NVidia Ada Speculation, Rumours and Discussion

trinibwoy · May 4, 2022

xpea said:
Most of extra Hopper power goes into FP64 and 18 NVLink 4 at 900GBps that Ada won't have.
Otherwise, if AD102 has same SM as Ampere, 18452 CUDA cores at 2.5Ghz gives 92 TFLOPS

AD102 has RT and more cache and all the triangle crunching machinery. Maybe it all cancels out but I would be impressed if it’s under 700mm^2.

DegustatoR · May 4, 2022

I'll be surprised if AD102 will be bigger than GA102 which is 628mm^2.
Although this may explain the need for an AD103 straight away, with AD102 targeting markets with >$1500 RPPs only.

xpea · May 4, 2022

trinibwoy said:
AD102 has RT and more cache and all the triangle crunching machinery. Maybe it all cancels out but I would be impressed if it’s under 700mm^2.

I put again the link below to the excellent Dylan/Locouza article where they come to 611mm2 for an hypothetical AD102 based on the current rumours:
https://semianalysis.substack.com/p/nvidia-ada-lovelace-leaked-specifications?s=r

trinibwoy · May 4, 2022

DegustatoR said:
I'll be surprised if AD102 will be bigger than GA102 which is 628mm^2.
Although this may explain the need for an AD103 straight away, with AD102 targeting markets with >$1500 RPPs only.

Good point. A humongous AD102 would explain the need for AD103 at launch.

Jawed · May 4, 2022

AMD's Infinity Cache curves for hit rate versus cache size are shown for 2MP, 4MP and 8MP render targets. When doubling+ the performance of a GPU, the curve for 2MP gaming no longer works, i.e. the curve for which the 2MP card was specified is too optimistic for the replacement card that's twice as fast. The same applies at 4MP and 8MP.

AMD isn't going to try to make 128MB of cache work for Navi 31. It's going for seemingly at least double that, 256MB.

NVidia, aiming for 96MB in the same performance category, looks problematic. The Semi Analysis article suggests that NVidia's L2 will run at around 6TB/s, a speed that could be faster than Infinity Cache in Navi 31. So, for hits AD102 will have an advantage (higher bandwidth coupled with a shallower cache hierarchy, meaning lower latency). But the hit rate in the 8MP gaming category will be far lower than the 53% shown in the article, because there will be more than twice as much work being done concurrently by the GPU.

DegustatoR · May 4, 2022

Jawed said:
AMD's Infinity Cache curves for hit rate versus cache size are shown for 2MP, 4MP and 8MP render targets. When doubling+ the performance of a GPU, the curve for 2MP gaming no longer works, i.e. the curve for which the 2MP card was specified is too optimistic for the replacement card that's twice as fast. The same applies at 4MP and 8MP.

AMD isn't going to try to make 128MB of cache work for Navi 31. It's going for seemingly at least double that, 256MB.

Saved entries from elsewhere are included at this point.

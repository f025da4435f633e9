//! Helpers turning a loaded quote history into markets.

use crate::domain::market::Market;
use crate::domain::quote::Quote;
use chrono::Duration;

/// Default largest gap, in seconds, between two quotes of one segment.
pub const DEFAULT_SPLIT_GAP_SECONDS: i64 = 120;

/// Splits `quotes` wherever two consecutive timestamps are more than
/// `max_gap` apart. Each segment keeps its quotes in input order.
pub fn split_on_gaps(quotes: &[Quote], max_gap: Duration) -> Vec<Vec<Quote>> {
    let mut segments: Vec<Vec<Quote>> = Vec::new();
    let mut current: Vec<Quote> = Vec::new();
    for quote in quotes {
        if let Some(prev) = current.last() {
            if quote.time - prev.time > max_gap {
                segments.push(std::mem::take(&mut current));
            }
        }
        current.push(*quote);
    }
    if !current.is_empty() {
        segments.push(current);
    }
    segments
}

/// One market per gap-free segment, each with the given retention budget.
pub fn markets_from_quotes(quotes: &[Quote], max_gap: Duration, max_rows: usize) -> Vec<Market> {
    split_on_gaps(quotes, max_gap)
        .iter()
        .map(|segment| {
            let mut market = Market::from_quotes(segment);
            market.set_max_rows(max_rows);
            market
        })
        .collect()
}
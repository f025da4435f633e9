//! Derivative indicator.
//!
//! DERIV[i] = (X[i] - X[i-1]) / elapsed_minutes(i) / X[i] * 100
//! The first point is undefined (no prior sample).

use super::finite;
use crate::domain::series::TimeSeries;

pub fn derivative(data: &TimeSeries) -> TimeSeries {
    let mut values = Vec::with_capacity(data.len());
    for i in 0..data.len() {
        let value = match (i.checked_sub(1).and_then(|p| data.get(p)), data.get(i)) {
            (Some(prev), Some(curr)) => data
                .elapsed_minutes(i)
                .and_then(|minutes| finite((curr - prev) / minutes / curr * 100.0)),
            _ => None,
        };
        values.push(value);
    }
    data.aligned(data.name.clone(), values)
}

NVidia, aiming for 96MB in the same performance category, looks problematic. The Semi Analysis article suggests that NVidia's L2 will run at around 6TB/s, a speed that could be faster than Infinity Cache in Navi 31. So, for hits AD102 will have an advantage (higher bandwidth coupled with a shallower cache hierarchy, meaning lower latency). But the hit rate in the 8MP gaming category will be far lower than the 53% shown in the article, because there will be more than twice as much work being done concurrently by the GPU.

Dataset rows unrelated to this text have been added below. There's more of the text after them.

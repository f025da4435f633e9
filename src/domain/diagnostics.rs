//! Diagnostic channel for lenient construction.
//!
//! Name parsing, node construction and request building never abort on a
//! malformed item. They record a `Diagnostic` here and carry on with the
//! remaining items. Every entry is also emitted as a `tracing` warning.

use std::fmt;

#[derive(Debug, Clone, Copy, PartialEq, Eq)]
pub enum DiagnosticKind {
    MissingParameter,
    MalformedRequest,
    UnresolvedName,
    UnknownOperator,
    UnknownActionType,
    EmptyAction,
}

impl fmt::Display for DiagnosticKind {
    fn fmt(&self, f: &mut fmt::Formatter<'_>) -> fmt::Result {
        let label = match self {
            DiagnosticKind::MissingParameter => "missing_parameter",
            DiagnosticKind::MalformedRequest => "malformed_request",
            DiagnosticKind::UnresolvedName => "unresolved_name",
            DiagnosticKind::UnknownOperator => "unknown_operator",
            DiagnosticKind::UnknownActionType => "unknown_action_type",
            DiagnosticKind::EmptyAction => "empty_action",
        };
        f.write_str(label)
    }
}

#[derive(Debug, Clone, PartialEq)]
pub struct Diagnostic {
    pub kind: DiagnosticKind,
    pub message: String,
}

#[derive(Debug, Default, Clone)]
pub struct Diagnostics {
    entries: Vec<Diagnostic>,
}

impl Diagnostics {
    pub fn new() -> Self {
        Self::default()
    }

    pub fn warn(&mut self, kind: DiagnosticKind, message: impl Into<String>) {
        let message = message.into();
        tracing::warn!(kind = %kind, "{}", message);
        self.entries.push(Diagnostic { kind, message });
    }

    pub fn entries(&self) -> &[Diagnostic] {
        &self.entries
    }

    pub fn is_empty(&self) -> bool {
        self.entries.is_empty()
    }

    pub fn len(&self) -> usize {
        self.entries.len()
    }

    pub fn count(&self, kind: DiagnosticKind) -> usize {
        self.entries.iter().filter(|d| d.kind == kind).count()
    }

    pub fn has(&self, kind: DiagnosticKind) -> bool {
        self.count(kind) > 0
    }
}
//! Trading simulation over a historical signal.
//!
//! The simulator alternates between wanting to buy and wanting to sell. It
//! scans forward for the next index whose signal matches the wanted side,
//! buys with all available cash at the ask price or sells the whole held
//! quantity at the bid price, and stops once no matching index remains.
//! An open position left at the end is unwound at its purchase price, so
//! only closed round-trips count.

use chrono::NaiveDateTime;
use std::fmt;

#[derive(Debug, Clone, PartialEq)]
pub struct SimulationConfig {
    pub initial_cash: f64,
    /// Fee in percent of the traded notional.
    pub fee_pct: f64,
    /// Penalty applied when no round-trip happened.
    pub cost_no_action: f64,
    pub min_trades_per_day: f64,
}

impl Default for SimulationConfig {
    fn default() -> Self {
        Self {
            initial_cash: 100.0,
            fee_pct: 0.1,
            cost_no_action: 100.0,
            min_trades_per_day: 0.0,
        }
    }
}

#[derive(Debug, Clone, Copy, PartialEq, Eq)]
pub enum Side {
    Buy,
    Sell,
}

impl Side {
    fn target(self) -> i8 {
        match self {
            Side::Buy => 1,
            Side::Sell => -1,
        }
    }
}

impl fmt::Display for Side {
    fn fmt(&self, f: &mut fmt::Formatter<'_>) -> fmt::Result {
        match self {
            Side::Buy => f.write_str("BUY"),
            Side::Sell => f.write_str("SELL"),
        }
    }
}

#[derive(Debug, Clone, PartialEq)]
pub struct Trade {
    pub side: Side,
    pub index: usize,
    pub timestamp: NaiveDateTime,
    pub price: f64,
    pub quantity: f64,
    pub fee: f64,
}

impl Trade {
    pub fn notional(&self) -> f64 {
        self.quantity * self.price
    }
}

#[derive(Debug, Clone, PartialEq)]
pub struct SimulationResult {
    pub final_cash: f64,
    /// Profit or loss after penalties.
    pub pnl: f64,
    pub wins: u32,
    pub losses: u32,
    /// Executed trades of closed round-trips, in order.
    pub trades: Vec<Trade>,
}

impl SimulationResult {
    pub fn round_trips(&self) -> u32 {
        self.wins + self.losses
    }
}

/// Replays `signal` against the ask/bid prices sharing its index.
///
/// `ask` and `bid` must be at least as long as `signal`; an index with an
/// absent price is skipped as if its signal did not match.
pub fn simulate_trading(
    signal: &[i8],
    index: &[NaiveDateTime],
    ask: &[Option<f64>],
    bid: &[Option<f64>],
    config: &SimulationConfig,
) -> SimulationResult {
    let len = signal.len().min(index.len()).min(ask.len()).min(bid.len());
    let mut cash = config.initial_cash;
    let mut held = 0.0;
    let mut side = Side::Buy;
    let mut next = 0;
    let mut trades: Vec<Trade> = Vec::new();

    loop {
        let prices = match side {
            Side::Buy => ask,
            Side::Sell => bid,
        };
        let Some((i, price)) = (next..len).find_map(|i| match prices[i] {
            Some(p) if signal[i] == side.target() && p > 0.0 => Some((i, p)),
            _ => None,
        }) else {
            break;
        };

        match side {
            Side::Buy => {
                if cash <= 0.0 {
                    break;
                }
                let fee = cash * config.fee_pct / 100.0;
                let quantity = (cash - fee) / price;
                held += quantity;
                cash = 0.0;
                trades.push(Trade {
                    side,
                    index: i,
                    timestamp: index[i],
                    price,
                    quantity,
                    fee,
                });
                side = Side::Sell;
            }
            Side::Sell => {
                let quantity = held;
                let notional = quantity * price;
                let fee = notional * config.fee_pct / 100.0;
                cash += notional - fee;
                held = 0.0;
                trades.push(Trade {
                    side,
                    index: i,
                    timestamp: index[i],
                    price,
                    quantity,
                    fee,
                });
                side = Side::Buy;
            }
        }
        if let Some(trade) = trades.last() {
            tracing::debug!(
                side = %trade.side,
                time = %trade.timestamp,
                quantity = trade.quantity,
                price = trade.price,
                cash,
                "simulated trade"
            );
        }
        next = i + 1;
    }

    if side == Side::Sell {
        if let Some(open) = trades.pop() {
            cash += open.notional() + open.fee;
        }
    }

    let mut wins = 0;
    let mut losses = 0;
    for pair in trades.chunks_exact(2) {
        let (bought, sold) = (pair[0].notional(), pair[1].notional());
        if sold > bought {
            wins += 1;
        } else if sold < bought {
            losses += 1;
        }
    }

    let mut pnl = cash - config.initial_cash;
    if trades.is_empty() {
        pnl -= config.cost_no_action;
    }
    let expected = config.min_trades_per_day * duration_days(&index[..len]);
    let realized = (wins + losses) as f64;
    if realized <= expected {
        pnl += realized - expected;
    }

    SimulationResult {
        final_cash: cash,
        pnl,
        wins,
        losses,
        trades,
    }
}

/// Span between the first and last timestamp, in days.
pub fn duration_days(index: &[NaiveDateTime]) -> f64 {
    match (index.first(), index.last()) {
        (Some(first), Some(last)) => {
            (*last - *first).num_milliseconds() as f64 / 86_400_000.0
        }
        _ => 0.0,
    }
}
//! Standard deviation indicator.
//!
//! Population standard deviation over the trailing `k` samples.
//! STD(k)[i] = sqrt(sum((X[i-j] - MA(k)[i])^2 for j in 0..k) / k)
//! Warmup: first (k-1) points are undefined.

use super::{mean, rolling};
use crate::domain::series::TimeSeries;

pub fn standard_deviation(data: &TimeSeries, k: usize) -> TimeSeries {
    data.aligned(data.name.clone(), rolling(&data.values, k, population_std))
}

fn population_std(window: &[f64]) -> f64 {
    let avg = mean(window);
    let variance = window
        .iter()
        .map(|v| {
            let diff = v - avg;
            diff * diff
        })
        .sum::<f64>()
        / window.len() as f64;
    variance.sqrt()
}

#[cfg(test)]
mod tests {
    use super::*;
    use approx::assert_relative_eq;
    use chrono::NaiveDate;

    fn make_series(prices: &[f64]) -> TimeSeries {
        TimeSeries::from_parts(
            "ask",
            (0..prices.len())
                .map(|i| {
                    NaiveDate::from_ymd_opt(2024, 1, 1)
                        .unwrap()
                        .and_hms_opt(0, i as u32, 0)
                        .unwrap()
                })
                .collect(),
            prices.iter().map(|p| Some(*p)).collect(),
        )
    }

    #[test]
    fn stddev_warmup() {
        let series = standard_deviation(&make_series(&[10.0, 20.0, 30.0, 40.0, 50.0]), 3);
        assert_eq!(series.values[0], None);
        assert_eq!(series.values[1], None);
        assert!(series.values[2].is_some());
        assert!(series.values[4].is_some());
    }

    #[test]
    fn stddev_constant_values() {
        let series = standard_deviation(&make_series(&[100.0; 5]), 3);
        assert_relative_eq!(series.values[2].unwrap(), 0.0);
    }

    #[test]
    fn stddev_known_values() {
        let series =
            standard_deviation(&make_series(&[2.0, 4.0, 4.0, 4.0, 5.0, 5.0, 7.0, 9.0]), 8);
        assert_relative_eq!(series.values[7].unwrap(), 2.0, epsilon = 1e-10);
    }
}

Yeah but they are still using a faster VRAM in the form of 24Gbps G6X too. So it may be a case where they miss more often but the penalty is lower.

Jawed · May 4, 2022

DegustatoR said:
Yeah but they are still using a faster VRAM in the form of 24Gbps G6X too. So it may be a case where they miss more often but the penalty is lower.

It would be interesting to see how latency varies with the count of memory channels and the bandwidth of those channels.

It may be that having more memory channels is the more advantageous factor.

EDIT: This article seems to suggest that memory channels have no benefit in GA102:

Measuring GPU Memory Latency – Chips and Cheese

and that overall Navi 21 and GA102 have the same memory latency.

Jawed · May 4, 2022

A follow-up article:

GPU Memory Latency’s Impact, and Updated Test – Chips and Cheese

I'm off to the pub, so you lot can report back with an executive summary in the meantime :mrgreen:

trinibwoy · May 4, 2022

Jawed said:
NVidia, aiming for 96MB in the same performance category, looks problematic. The Semi Analysis article suggests that NVidia's L2 will run at around 6TB/s, a speed that could be faster than Infinity Cache in Navi 31. So, for hits AD102 will have an advantage (higher bandwidth coupled with a shallower cache hierarchy, meaning lower latency). But the hit rate in the 8MP gaming category will be far lower than the 53% shown in the article, because there will be more than twice as much work being done concurrently by the GPU.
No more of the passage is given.